One big, slick, cheesy magic show promised; one big, slick, cheesy magic show delivered. If you think you'll like The Illusionists by the look of the advertising, you will. They know what they're doing, and they do it well. The tricks and stunts are classic rather than original but they're still the great puzzlers. And, even at nearly three hours, the show entertains with hype, skill, personality and bombast.
It's a dark carnivalesque jumble of sub-culture styles - punk, steampunk, goth - wrapped up in haze, adorned with fireworks and amplified on a mega-screen. There are dancers, and a band with hilarious attitude and fly glasses.
The seven featured magicians/contortionists working mostly separately do all the oldest tricks in the book: cards, ropes, doves and scarves, levitation, disappearances - the only one missing is producing rabbits out of hats. Yes, of course a woman is sawn in half. The Anti-Conjuror (Dan Sperry), looking like a magic Marilyn Manson, does have one original "shock illusion": he makes a lifesaver appear by pulling at his throat skin with dental floss.
The funny flirty Trickster (Jeff Hobson) - a blond dandy in a hounds-tooth suit - holds the show together and in between the grand spectacles, makes it up-close and personal. At first his humour seems very sharp - is he really going to make that kid from the audience cry? - but he has us in the palm of his hand soon enough.
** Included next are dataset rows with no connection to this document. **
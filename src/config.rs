use chrono_tz::Tz;
use serde::Serialize;
use std::env;
use std::path::PathBuf;
use std::time::Duration;
use thiserror::Error;
use url::Url;

const DEFAULT_PORT: u16 = 3000;
const DEFAULT_SCHEDULE_URL: &str = "https://www.livechart.me/schedule";
const DEFAULT_TITLE_LANGUAGE: &str = "english";
const DEFAULT_USER_AGENT: &str = "anime-schedule-service/0.1";
const DEFAULT_TIMEOUT_SECONDS: u64 = 10;
const DEFAULT_MAX_HTML_BYTES: usize = 4 * 1024 * 1024;
const DEFAULT_LISTS_PATH: &str = "data/lists.json";
const DEFAULT_CALENDARS_PATH: &str = "data/calendars.json";
pub const DEFAULT_TIMEZONE: &str = "Etc/UTC";

#[derive(Debug, Error)]
pub enum ConfigError {
    #[error("{0}")]
    Message(String),
}

#[derive(Clone, Debug, Serialize)]
pub struct Config {
    pub port: u16,
    pub schedule: ScheduleSourceConfig,
    pub lists_path: PathBuf,
    pub calendars_path: PathBuf,
    #[serde(serialize_with = "serialize_tz")]
    pub calendar_timezone: Tz,
}

#[derive(Clone, Debug, Serialize)]
pub struct ScheduleSourceConfig {
    pub url: String,
    pub title_language: String,
    pub user_agent: String,
    #[serde(rename = "timeoutMs", serialize_with = "serialize_duration_ms")]
    pub timeout: Duration,
    pub max_html_bytes: usize,
}

impl Config {
    pub fn load() -> Result<Self, ConfigError> {
        let port = env_u16("PORT", DEFAULT_PORT)?;
        let schedule = ScheduleSourceConfig::from_env()?;
        let lists_path = env_path("ANIME_LISTS_PATH", DEFAULT_LISTS_PATH);
        let calendars_path = env_path("CALENDARS_PATH", DEFAULT_CALENDARS_PATH);
        let calendar_timezone = parse_timezone(
            env::var("CALENDAR_TIMEZONE")
                .ok()
                .as_deref()
                .unwrap_or(DEFAULT_TIMEZONE),
        )?;

        Ok(Self {
            port,
            schedule,
            lists_path,
            calendars_path,
            calendar_timezone,
        })
    }
}

impl ScheduleSourceConfig {
    fn from_env() -> Result<Self, ConfigError> {
        let url = env::var("SCHEDULE_URL").unwrap_or_else(|_| DEFAULT_SCHEDULE_URL.to_string());
        validate_schedule_url(&url)?;

        let title_language = env::var("SCHEDULE_TITLE_LANGUAGE")
            .map(|value| value.trim().to_string())
            .ok()
            .filter(|value| !value.is_empty())
            .unwrap_or_else(|| DEFAULT_TITLE_LANGUAGE.to_string());
        let user_agent = env::var("SCHEDULE_USER_AGENT")
            .ok()
            .filter(|value| !value.trim().is_empty())
            .unwrap_or_else(|| DEFAULT_USER_AGENT.to_string());

        let timeout_seconds = parse_positive_usize(
            env::var("FETCH_TIMEOUT_SECONDS").ok(),
            DEFAULT_TIMEOUT_SECONDS as usize,
        )
        .clamp(1, 60) as u64;
        let max_html_bytes =
            parse_positive_usize(env::var("FETCH_MAX_HTML_BYTES").ok(), DEFAULT_MAX_HTML_BYTES)
                .clamp(64 * 1024, 16 * 1024 * 1024);

        Ok(Self {
            url,
            title_language,
            user_agent,
            timeout: Duration::from_secs(timeout_seconds),
            max_html_bytes,
        })
    }
}

fn validate_schedule_url(raw: &str) -> Result<(), ConfigError> {
    let parsed = Url::parse(raw)
        .map_err(|err| ConfigError::Message(format!("Invalid SCHEDULE_URL: {err}")))?;
    match parsed.scheme() {
        "http" | "https" => Ok(()),
        _ => Err(ConfigError::Message(
            "SCHEDULE_URL must use http or https".into(),
        )),
    }
}

pub fn parse_timezone(raw: &str) -> Result<Tz, ConfigError> {
    raw.trim()
        .parse::<Tz>()
        .map_err(|_| ConfigError::Message(format!("Unknown CALENDAR_TIMEZONE: {raw}")))
}

fn env_u16(key: &str, default: u16) -> Result<u16, ConfigError> {
    match env::var(key) {
        Ok(value) => value
            .trim()
            .parse()
            .map_err(|_| ConfigError::Message(format!("{key} must be a valid u16"))),
        Err(_) => Ok(default),
    }
}

fn env_path(key: &str, default: &str) -> PathBuf {
    env::var(key)
        .ok()
        .filter(|value| !value.trim().is_empty())
        .map(PathBuf::from)
        .unwrap_or_else(|| PathBuf::from(default))
}

fn parse_positive_usize(value: Option<String>, default_value: usize) -> usize {
    value
        .as_deref()
        .and_then(|raw| raw.trim().parse::<usize>().ok())
        .filter(|parsed| *parsed > 0)
        .unwrap_or(default_value)
}

fn serialize_tz<S: serde::Serializer>(tz: &Tz, serializer: S) -> Result<S::Ok, S::Error> {
    serializer.serialize_str(tz.name())
}

fn serialize_duration_ms<S: serde::Serializer>(
    value: &Duration,
    serializer: S,
) -> Result<S::Ok, S::Error> {
    serializer.serialize_u64(value.as_millis() as u64)
}

#[cfg(test)]
mod tests {
    use super::*;
    use pretty_assertions::assert_eq;

    #[test]
    fn positive_usize_ignores_zero_and_garbage() {
        assert_eq!(parse_positive_usize(Some("0".into()), 7), 7);
        assert_eq!(parse_positive_usize(Some("abc".into()), 7), 7);
        assert_eq!(parse_positive_usize(Some(" 12 ".into()), 7), 12);
        assert_eq!(parse_positive_usize(None, 7), 7);
    }

    #[test]
    fn schedule_url_must_be_http() {
        assert!(validate_schedule_url("https://www.livechart.me/schedule").is_ok());
        assert!(validate_schedule_url("ftp://example.com/schedule").is_err());
        assert!(validate_schedule_url("not a url").is_err());
    }

    #[test]
    fn timezone_parses_iana_names() {
        assert_eq!(parse_timezone("Europe/Berlin").unwrap(), chrono_tz::Europe::Berlin);
        assert_eq!(parse_timezone(DEFAULT_TIMEZONE).unwrap(), chrono_tz::Etc::UTC);
        assert!(parse_timezone("Mars/Olympus").is_err());
    }
}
There is a lot of throwing things into the audience and hauling "volunteers" up on stage, keeping us all excitedly tense, hoping not to be hit or picked. "Where are you from? Peppercorn?" asks The Gentleman of one victim from Papakura.
The Mentalist's first long-haul trick is the only let-down, a potential explanation being easily deduced (and I don't mean his send-up of bad tarot readings), but his second is far more impressive.
Flash, flash, dazzling flash! Welcome to a little bit of Vegas.